JuliaServices / AutoHashEquals.jl

A Julia macro to add == and hash() to composite types.
Other
57 stars 12 forks source link

Add `typeseed=e` parameter to `@auto_hash_equals`. #44

Closed gafter closed 1 year ago

gafter commented 1 year ago

Specifying the "type seed"

When we compute the hash function, we start with a "seed" particular to the type being hashed. You can select the seed to be used by specifying typeseed=e.

The seed provided (e) is used in one of two ways, depending on the setting for typearg. If typearg=false (the default), then e will be used as the type seed. If typearg=true, then e(t) is used as the type seed, where t is the type of the object being hashed.

This PR also adds a default type seed that is stable from 1.6 through 1.10.

codecov[bot] commented 1 year ago

Codecov Report

:exclamation: No coverage uploaded for pull request base (master@81ebfb3). Click here to learn what that means. Patch has no changes to coverable lines.

Additional details and impacted files ```diff @@ Coverage Diff @@ ## master #44 +/- ## ========================================= Coverage ? 92.50% ========================================= Files ? 3 Lines ? 280 Branches ? 0 ========================================= Hits ? 259 Misses ? 21 Partials ? 0 ```

:umbrella: View full report in Codecov by Sentry.
:loudspeaker: Have feedback on the report? Share it here.

gafter commented 1 year ago

@mcmcgrath13 I think I have addressed all of your concerns.

ORBAT commented 1 year ago

Why not change the default "type seed" to be something more sensible if hashing types is generally fraught with problems? I'd rather have more correct behavior out of the box than have to specify a "type seed" separately for every type I use this with.

gafter commented 1 year ago

@ORBAT If we change the default then it would be a breaking change (i.e. change the computed hash value) for all clients. The current default seed is the hash of the symbol which is the type's name. Assuming the hash of a Symbol is stable, which it appears to be, that is stable and only collides for types with the same simple name. So I think the default is a reasonable default. Having said that, some clients might want a different default, and that is why this option is being provided.

ORBAT commented 1 year ago

@gafter ah true, the type is only hashed when typearg=true.

But still, would it be worthwhile in those cases to seed the hash with something along the lines of hashfn(:MyType, hashfn(:Vector, hashfn(:Int))) for the type MyType{Vector{Int}}, to be consistent with how the hash is seeded in other cases? Especially if the assumption is that people rely on the hashes being stable between package versions? At least Base.hash(MyType{Vector{Int}}) will change every time MyType is recompiled (or Vector's hash changes), and the same would apply to any custom hash function that does something like what Base.hash does (or outright uses it). hashfn(:MyType, ...) would be stable as long as hashfn(::Symbol) is stable. Seems like least cases where hashfn=Base.hash typearg=true could change the default seed, as that'd arguably be a bug fix and not a breaking change, as any guarantees about stability are out with those options anyhow?

gafter commented 1 year ago

@ORBAT That's a great idea. Let me think about whether it should be done in this PR or separately (before registering a new version).

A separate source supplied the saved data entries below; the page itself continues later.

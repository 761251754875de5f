//! Element synthesis: frames, paints, borders and pseudo-elements.

use strata_common::url::{first_srcset_candidate, resolve_url};
use strata_css::{Corner, extract_url, parse_box_shadows};
use strata_dom::NodeId;

use super::border::{get_border, get_border_pins};
use super::svg::svg_to_layer;
use super::text::form_control_text;
use crate::context::{Pseudo, StyleContext};
use crate::geometry::{is_visible, resolve_rect};
use crate::kind::ElementKind;
use crate::layer::{
    Effect, ImageSource, LayerNode, MetaLayer, Paint, ScaleMode, Shadow, SourceRef, Vector,
};
use crate::options::ConvertOptions;
use crate::style::{StyleProperty, extract_applied_styles};

/// What one element contributes before assembly.
#[derive(Debug, Default)]
pub struct ElementLayers {
    /// The element's own layer, with pseudo, border and text sub-layers
    /// attached.
    pub primary: Option<MetaLayer>,
    /// Sub-layers that had no primary layer to attach to.
    pub detached: Vec<MetaLayer>,
}

impl ElementLayers {
    /// Whether the element contributes nothing.
    #[must_use]
    pub fn is_empty(&self) -> bool {
        self.primary.is_none() && self.detached.is_empty()
    }

    /// Every layer, primary first.
    pub fn into_layers(self) -> impl Iterator<Item = MetaLayer> {
        self.primary.into_iter().chain(self.detached)
    }
}

/// Synthesize the layers for one element.
///
/// Hidden elements, SVG descendants and the children of `<picture>` produce
/// nothing. SVG roots become a single `Svg` layer. Everything else gets a
/// frame when it paints something (or is media) and covers at least a pixel;
/// `::before`/`::after` boxes and form-control text attach to that frame.
pub fn element_to_layers(
    ctx: &dyn StyleContext,
    node: NodeId,
    options: &ConvertOptions,
) -> ElementLayers {
    let mut out = ElementLayers::default();
    if ctx.dom().as_element(node).is_none() || !is_visible(ctx, node, None) {
        return out;
    }

    let kind = ElementKind::of(ctx, node);
    match kind {
        ElementKind::SvgRoot => {
            out.primary = svg_to_layer(ctx, node);
            return out;
        }
        ElementKind::SvgChild => return out,
        _ => {}
    }
    let in_picture = ctx
        .dom()
        .parent_element(node)
        .and_then(|p| ctx.dom().as_element(p))
        .is_some_and(|p| p.is("picture"));
    if in_picture {
        return out;
    }

    let mut primary = box_layer(ctx, node, None, kind, options);

    for pseudo in Pseudo::ALL {
        if !ctx.computed_style(node, Some(pseudo)).generates_content()
            || !is_visible(ctx, node, Some(pseudo))
        {
            continue;
        }
        let Some(layer) = box_layer(ctx, node, Some(pseudo), ElementKind::Generic, options) else {
            continue;
        };
        match primary.as_mut() {
            Some(owner) if pseudo == Pseudo::Before => owner.before = Some(Box::new(layer)),
            Some(owner) => owner.after = Some(Box::new(layer)),
            None => out.detached.push(layer),
        }
    }

    if kind.is_form_control() {
        if let Some(text) = form_control_text(ctx, node, options) {
            match primary.as_mut() {
                Some(owner) => owner.text_value = Some(Box::new(text)),
                None => out.detached.push(text),
            }
        }
    }

    out.primary = primary;
    out
}

/// The frame for an element or pseudo-element box.
fn box_layer(
    ctx: &dyn StyleContext,
    node: NodeId,
    pseudo: Option<Pseudo>,
    kind: ElementKind,
    options: &ConvertOptions,
) -> Option<MetaLayer> {
    let element = ctx.dom().as_element(node)?;
    let snapshot = extract_applied_styles(ctx, node, pseudo);
    let style = ctx.computed_style(node, pseudo);
    if (snapshot.is_empty() && !kind.is_media()) || style.is_display_none() {
        return None;
    }
    let rect = resolve_rect(ctx, node, pseudo, options.aggregate_inline_rects)?;

    let name = pseudo.map_or_else(|| element.tag_name.clone(), |p| p.layer_name().to_string());
    let mut layer = LayerNode::frame(&rect, style.clips_overflow()).named(name);

    if let Some(background) = style
        .color("background-color")
        .filter(|c| !c.is_transparent())
    {
        layer.fills.push(Paint::solid(background));
    }

    let opacity = style.opacity();
    if opacity < 1.0 {
        layer.opacity = Some(opacity);
    }

    let mut borders = None;
    if let Some((stroke, weight)) = get_border(style) {
        layer.strokes.push(stroke);
        layer.stroke_weight = Some(weight);
    } else {
        borders = get_border_pins(style, &rect);
    }

    if let Some(url) = snapshot
        .get(StyleProperty::BackgroundImage)
        .and_then(extract_url)
    {
        let scale_mode = if style.value("background-size") == "contain" {
            ScaleMode::Fit
        } else {
            ScaleMode::Fill
        };
        layer.fills.push(image_paint(ctx, &url, scale_mode));
    }

    if pseudo.is_none() {
        if let Some(url) = media_url(ctx, node, kind) {
            let scale_mode = if style.value("object-fit") == "contain" {
                ScaleMode::Fit
            } else {
                ScaleMode::Fill
            };
            layer.fills.push(image_paint(ctx, &url, scale_mode));
        }
    }

    for shadow in parse_box_shadows(style.value("box-shadow")) {
        let params = Shadow {
            color: shadow.color,
            radius: shadow.blur_radius,
            spread: shadow.spread_radius,
            offset: Vector {
                x: shadow.offset_x,
                y: shadow.offset_y,
            },
        };
        layer.effects.push(if shadow.inset {
            Effect::InnerShadow(params)
        } else {
            Effect::DropShadow(params)
        });
    }
    // Any spread clips the frame.
    if layer.effects.iter().any(|e| e.spread() != 0.0) {
        layer.set_clips_content();
    }

    let height = rect.height;
    layer.top_left_radius = style.corner_radius(Corner::TopLeft, height);
    layer.top_right_radius = style.corner_radius(Corner::TopRight, height);
    layer.bottom_right_radius = style.corner_radius(Corner::BottomRight, height);
    layer.bottom_left_radius = style.corner_radius(Corner::BottomLeft, height);

    let mut meta = MetaLayer::new(layer).with_source(SourceRef { node, pseudo });
    meta.z_index = style.z_index().unwrap_or(0);
    meta.borders = borders.map(Box::new);
    Some(meta)
}

/// The image URL carried by `<img>`, `<picture>` or `<video>`.
fn media_url(ctx: &dyn StyleContext, node: NodeId, kind: ElementKind) -> Option<String> {
    let dom = ctx.dom();
    let element = dom.as_element(node)?;
    let url = match kind {
        ElementKind::Image => element
            .attr("src")
            .or_else(|| element.attr("srcset").and_then(first_srcset_candidate)),
        ElementKind::Picture => dom
            .descendants(node)
            .into_iter()
            .filter_map(|id| dom.as_element(id))
            .find(|el| el.is("source"))
            .and_then(|source| source.attr("srcset"))
            .and_then(first_srcset_candidate),
        ElementKind::Video => element.attr("poster"),
        _ => None,
    }?;
    let url = url.trim();
    (!url.is_empty()).then(|| url.to_string())
}

fn image_paint(ctx: &dyn StyleContext, url: &str, scale_mode: ScaleMode) -> Paint {
    Paint::Image {
        source: ImageSource::Url(resolve_url(url, ctx.base_url())),
        scale_mode,
    }
}
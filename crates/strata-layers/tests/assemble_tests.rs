//! Integration tests for tree assembly, regrouping and normalization.

use std::cell::Cell;

use strata_css::ComputedStyle;
use strata_dom::{DomTree, NodeId, Rect};
use strata_layers::capture::PageBuilder;
use strata_layers::layer::{LayerNode, Paint};
use strata_layers::normalize::resolve_offsets;
use strata_layers::{
    AssemblyStrategy, CapturedPage, ConvertOptions, PaintOrder, Pseudo, StyleContext, Viewport,
    convert,
};

fn block(color: &str) -> Vec<(&str, &str)> {
    vec![("display", "block"), ("background-color", color)]
}

fn red_channel(layer: &LayerNode) -> f64 {
    match layer.fills.first() {
        Some(Paint::Solid { color, .. }) => color.r,
        other => panic!("expected a solid fill, got {other:?}"),
    }
}

fn single_root(page: &CapturedPage, options: &ConvertOptions) -> LayerNode {
    let conversion = convert(page, options);
    assert!(conversion.issues.is_empty(), "{:?}", conversion.issues);
    assert_eq!(conversion.layers.len(), 1);
    conversion.layers.into_iter().next().unwrap()
}

/// `body > div.outer > div.inner > "Label"`
fn nested_page() -> CapturedPage {
    let mut page = PageBuilder::new(1024.0, 768.0);
    let body = page.body();
    let outer = page.element(body, "div", Rect::new(0.0, 0.0, 400.0, 300.0), &block("rgb(255, 0, 0)"));
    let inner = page.element(outer, "div", Rect::new(50.0, 60.0, 100.0, 100.0), &block("rgb(0, 255, 0)"));
    let _ = page.text(inner, "Label", Rect::new(60.0, 70.0, 40.0, 20.0));
    page.build()
}

fn assert_nested(root: &LayerNode) {
    assert_eq!(root.children.len(), 1);
    let outer = &root.children[0];
    assert_eq!(outer.name.as_deref(), Some("div"));
    assert_eq!(outer.children.len(), 1);
    let inner = &outer.children[0];
    assert_eq!((inner.x, inner.y), (50.0, 60.0));
    assert_eq!(inner.children.len(), 1);
    let text = &inner.children[0];
    assert_eq!(text.text().unwrap().characters, "Label");
    assert_eq!((text.x, text.y), (10.0, 10.0));
}

#[test]
fn test_canonical_nesting() {
    let root = single_root(&nested_page(), &ConvertOptions::default());
    assert_nested(&root);
}

#[test]
fn test_reconcile_matches_canonical() {
    let options = ConvertOptions {
        strategy: AssemblyStrategy::Reconcile,
        ..ConvertOptions::default()
    };
    let root = single_root(&nested_page(), &options);
    assert_nested(&root);
}

#[test]
fn test_layers_skip_non_painting_ancestors() {
    let mut page = PageBuilder::new(800.0, 600.0);
    let body = page.body();
    let outer = page.element(body, "section", Rect::new(0.0, 0.0, 800.0, 400.0), &block("rgb(255, 0, 0)"));
    let plain = page.element(outer, "div", Rect::new(20.0, 20.0, 300.0, 300.0), &[("display", "block")]);
    let _ = page.element(plain, "div", Rect::new(30.0, 40.0, 50.0, 50.0), &block("rgb(0, 0, 255)"));
    let root = single_root(&page.build(), &ConvertOptions::default());

    let section = &root.children[0];
    assert_eq!(section.children.len(), 1);
    assert_eq!((section.children[0].x, section.children[0].y), (30.0, 40.0));
}

#[test]
fn test_shadow_children_come_first() {
    let mut page = PageBuilder::new(800.0, 600.0);
    let body = page.body();
    let host = page.element(body, "my-card", Rect::new(0.0, 0.0, 300.0, 200.0), &block("rgb(255, 255, 255)"));
    let _ = page.element(host, "p", Rect::new(0.0, 100.0, 300.0, 50.0), &block("rgb(0, 0, 255)"));
    let _ = page.shadow_element(host, "header", Rect::new(0.0, 0.0, 300.0, 50.0), &block("rgb(255, 0, 0)"));
    let root = single_root(&page.build(), &ConvertOptions::default());

    let names: Vec<_> = root.children[0]
        .children
        .iter()
        .map(|c| c.name.clone().unwrap_or_default())
        .collect();
    assert_eq!(names, ["header", "p"]);
}

#[test]
fn test_paint_order_by_z_index() {
    let mut page = PageBuilder::new(800.0, 600.0);
    let body = page.body();
    for (z, red) in [("1", "rgb(1, 0, 0)"), ("3", "rgb(3, 0, 0)"), ("2", "rgb(2, 0, 0)")] {
        let _ = page.element(
            body,
            "div",
            Rect::new(0.0, 0.0, 100.0, 100.0),
            &[("display", "block"), ("position", "absolute"), ("z-index", z), ("background-color", red)],
        );
    }
    let page = page.build();

    let root = single_root(&page, &ConvertOptions::default());
    let reds: Vec<f64> = root.children.iter().map(|c| (red_channel(c) * 255.0).round()).collect();
    assert_eq!(reds, [3.0, 2.0, 1.0]);

    let options = ConvertOptions {
        paint_order: PaintOrder::BottommostFirst,
        ..ConvertOptions::default()
    };
    let root = single_root(&page, &options);
    let reds: Vec<f64> = root.children.iter().map(|c| (red_channel(c) * 255.0).round()).collect();
    assert_eq!(reds, [1.0, 2.0, 3.0]);
}

#[test]
fn test_equal_z_keeps_document_order() {
    let mut page = PageBuilder::new(800.0, 600.0);
    let body = page.body();
    for red in ["rgb(1, 0, 0)", "rgb(2, 0, 0)", "rgb(3, 0, 0)"] {
        let _ = page.element(body, "div", Rect::new(0.0, 0.0, 10.0, 10.0), &block(red));
    }
    let root = single_root(&page.build(), &ConvertOptions::default());
    let reds: Vec<f64> = root.children.iter().map(|c| (red_channel(c) * 255.0).round()).collect();
    assert_eq!(reds, [1.0, 2.0, 3.0]);
}

#[test]
fn test_pseudo_layers_sort_with_children() {
    let mut page = PageBuilder::new(800.0, 600.0);
    let body = page.body();
    let div = page.element(body, "div", Rect::new(0.0, 0.0, 200.0, 100.0), &block("rgb(255, 255, 255)"));
    let _ = page.element(div, "p", Rect::new(0.0, 20.0, 200.0, 40.0), &block("rgb(0, 0, 255)"));
    let _ = page
        .pseudo(
            div,
            Pseudo::Before,
            Rect::new(0.0, 0.0, 10.0, 10.0),
            &[("content", "\"\""), ("z-index", "-1"), ("background-color", "rgb(255, 0, 0)")],
        )
        .pseudo(
            div,
            Pseudo::After,
            Rect::new(190.0, 0.0, 10.0, 10.0),
            &[("content", "\"\""), ("z-index", "5"), ("background-color", "rgb(0, 255, 0)")],
        );
    let page = page.build();

    let names = |root: &LayerNode| -> Vec<String> {
        root.children[0]
            .children
            .iter()
            .map(|c| c.name.clone().unwrap_or_default())
            .collect()
    };

    let root = single_root(&page, &ConvertOptions::default());
    assert_eq!(names(&root), ["::after", "p", "::before"]);

    let options = ConvertOptions {
        paint_order: PaintOrder::BottommostFirst,
        ..ConvertOptions::default()
    };
    let root = single_root(&page, &options);
    assert_eq!(names(&root), ["::before", "p", "::after"]);
}

#[test]
fn test_common_ancestor_grouping() {
    let mut page = PageBuilder::new(800.0, 600.0);
    let body = page.body();
    let wrapper = page.element(
        body,
        "div",
        Rect::new(100.0, 50.0, 300.0, 200.0),
        &[("display", "block"), ("overflow", "hidden")],
    );
    let _ = page.element(wrapper, "div", Rect::new(110.0, 60.0, 50.0, 50.0), &block("rgb(255, 0, 0)"));
    let _ = page.element(wrapper, "div", Rect::new(200.0, 60.0, 50.0, 50.0), &block("rgb(0, 255, 0)"));
    let _ = page.element(body, "div", Rect::new(0.0, 400.0, 50.0, 50.0), &block("rgb(0, 0, 255)"));
    let page = page.build();

    let flat = single_root(&page, &ConvertOptions::default());
    assert_eq!(flat.children.len(), 3);

    let options = ConvertOptions {
        group_common_ancestors: true,
        ..ConvertOptions::default()
    };
    let root = single_root(&page, &options);
    assert_eq!(root.children.len(), 2);

    let group = &root.children[0];
    assert!(group.clips_content());
    assert!(group.fills.is_empty());
    assert_eq!((group.x, group.y, group.width, group.height), (100.0, 50.0, 300.0, 200.0));
    assert_eq!(group.children.len(), 2);
    assert_eq!((group.children[0].x, group.children[0].y), (10.0, 10.0));
    assert_eq!((group.children[1].x, group.children[1].y), (100.0, 10.0));
    assert_eq!(red_channel(&root.children[1]), 0.0);
}

#[test]
fn test_flat_output() {
    let mut page = PageBuilder::new(800.0, 600.0);
    let body = page.body();
    let div = page.element(
        body,
        "div",
        Rect::new(40.0, 30.0, 200.0, 100.0),
        &[("display", "block"), ("border-left", "4px solid rgb(0, 0, 0)")],
    );
    let _ = page.pseudo(
        div,
        Pseudo::Before,
        Rect::new(40.0, 30.0, 20.0, 20.0),
        &[("content", "\"\""), ("background-color", "rgb(255, 0, 0)")],
    );
    let _ = page.text(div, "Body copy", Rect::new(50.0, 40.0, 100.0, 20.0));

    let options = ConvertOptions {
        use_frames: false,
        ..ConvertOptions::default()
    };
    let conversion = convert(&page.build(), &options);
    let layers = conversion.layers;

    let kinds: Vec<_> = layers
        .iter()
        .map(|l| l.name.clone().unwrap_or_else(|| l.kind.type_name().to_string()))
        .collect();
    assert_eq!(kinds, ["FRAME", "::before", "div", "::borders", "RECTANGLE", "TEXT"]);
    assert!(layers.iter().all(|l| l.children.is_empty()));
    // Coordinates stay absolute.
    assert_eq!((layers[4].x, layers[4].y), (40.0, 30.0));
    assert_eq!((layers[5].x, layers[5].y), (50.0, 40.0));
    assert!(layers.iter().all(|l| l.constraints.is_some()));
}

#[test]
fn test_every_layer_has_constraints() {
    let root = single_root(&nested_page(), &ConvertOptions::default());
    let mut count = 0;
    root.walk(&mut |layer| {
        count += 1;
        assert!(layer.constraints.is_some(), "{layer:?}");
    });
    assert_eq!(count, 4);
}

#[test]
fn test_normalization_is_idempotent() {
    let root = single_root(&nested_page(), &ConvertOptions::default());
    let mut again = root.clone();
    resolve_offsets(&mut again);
    assert_eq!(again, root);
}

#[test]
fn test_document_root_frame() {
    let page = PageBuilder::new(1280.0, 2400.0).build();
    let root = single_root(&page, &ConvertOptions::default());
    assert_eq!((root.x, root.y, root.width, root.height), (0.0, 0.0, 1280.0, 2400.0));
    assert!(!root.clips_content());
    assert!(root.fills.is_empty());
    assert!(root.children.is_empty());
}

/// Reports a different parent for one node on every call.
struct FlipContext {
    page: CapturedPage,
    node: NodeId,
    parents: [NodeId; 2],
    calls: Cell<usize>,
}

impl StyleContext for FlipContext {
    fn dom(&self) -> &DomTree {
        self.page.dom()
    }

    fn document_root(&self) -> NodeId {
        self.page.document_root()
    }

    fn computed_style(&self, node: NodeId, pseudo: Option<Pseudo>) -> &ComputedStyle {
        self.page.computed_style(node, pseudo)
    }

    fn bounding_rect(&self, node: NodeId, pseudo: Option<Pseudo>) -> Option<Rect> {
        self.page.bounding_rect(node, pseudo)
    }

    fn text_rect(&self, node: NodeId) -> Option<Rect> {
        self.page.text_rect(node)
    }

    fn parent(&self, node: NodeId) -> Option<NodeId> {
        if node != self.node {
            return self.page.parent(node);
        }
        let calls = self.calls.get();
        self.calls.set(calls + 1);
        Some(self.parents[calls % 2])
    }

    fn viewport(&self) -> Viewport {
        self.page.viewport()
    }

    fn base_url(&self) -> Option<&str> {
        self.page.base_url()
    }
}

#[test]
fn test_reconcile_stops_at_iteration_limit() {
    let mut page = PageBuilder::new(800.0, 600.0);
    let body = page.body();
    let a = page.element(body, "div", Rect::new(0.0, 0.0, 100.0, 100.0), &block("rgb(1, 0, 0)"));
    let b = page.element(body, "div", Rect::new(100.0, 0.0, 100.0, 100.0), &block("rgb(2, 0, 0)"));
    let c = page.element(body, "div", Rect::new(10.0, 10.0, 10.0, 10.0), &block("rgb(3, 0, 0)"));
    let ctx = FlipContext {
        page: page.build(),
        node: c,
        parents: [a, b],
        calls: Cell::new(0),
    };

    let options = ConvertOptions {
        strategy: AssemblyStrategy::Reconcile,
        iteration_limit: 8,
        ..ConvertOptions::default()
    };
    let conversion = convert(&ctx, &options);

    assert_eq!(conversion.layers.len(), 1);
    assert!(
        conversion
            .issues
            .iter()
            .any(|issue| issue.component == "assemble" && issue.message.contains("8 passes")),
        "{:?}",
        conversion.issues
    );
    let root = &conversion.layers[0];
    assert_eq!(root.children.len(), 2);
    assert_eq!(root.count(), 4);
}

gafter commented 1 year ago

@ORBAT @mcmcgrath13 I've added a new commit to this PR that implements @ORBAT's suggestion. Please have a look!

gafter commented 1 year ago

But still, would it be worthwhile in those cases to seed the hash with something along the lines of hashfn(:MyType, hashfn(:Vector, hashfn(:Int))) for the type MyType{Vector{Int}}

That is exactly what typearg turns on or off. When it is off, we definitely do not want to include the type arguments in the hash, otherwise objects that test equal would have different hashes, which violates their invariants.

Seems like least cases where hashfn=Base.hash typearg=true could change the default seed, as that'd arguably be a bug fix and not a breaking change, as any guarantees about stability are out with those options anyhow?

We do change the seed in that case, based on your advice. With this PR, the seed doesn't ever use the specified hash function, but uses the new type_seed function.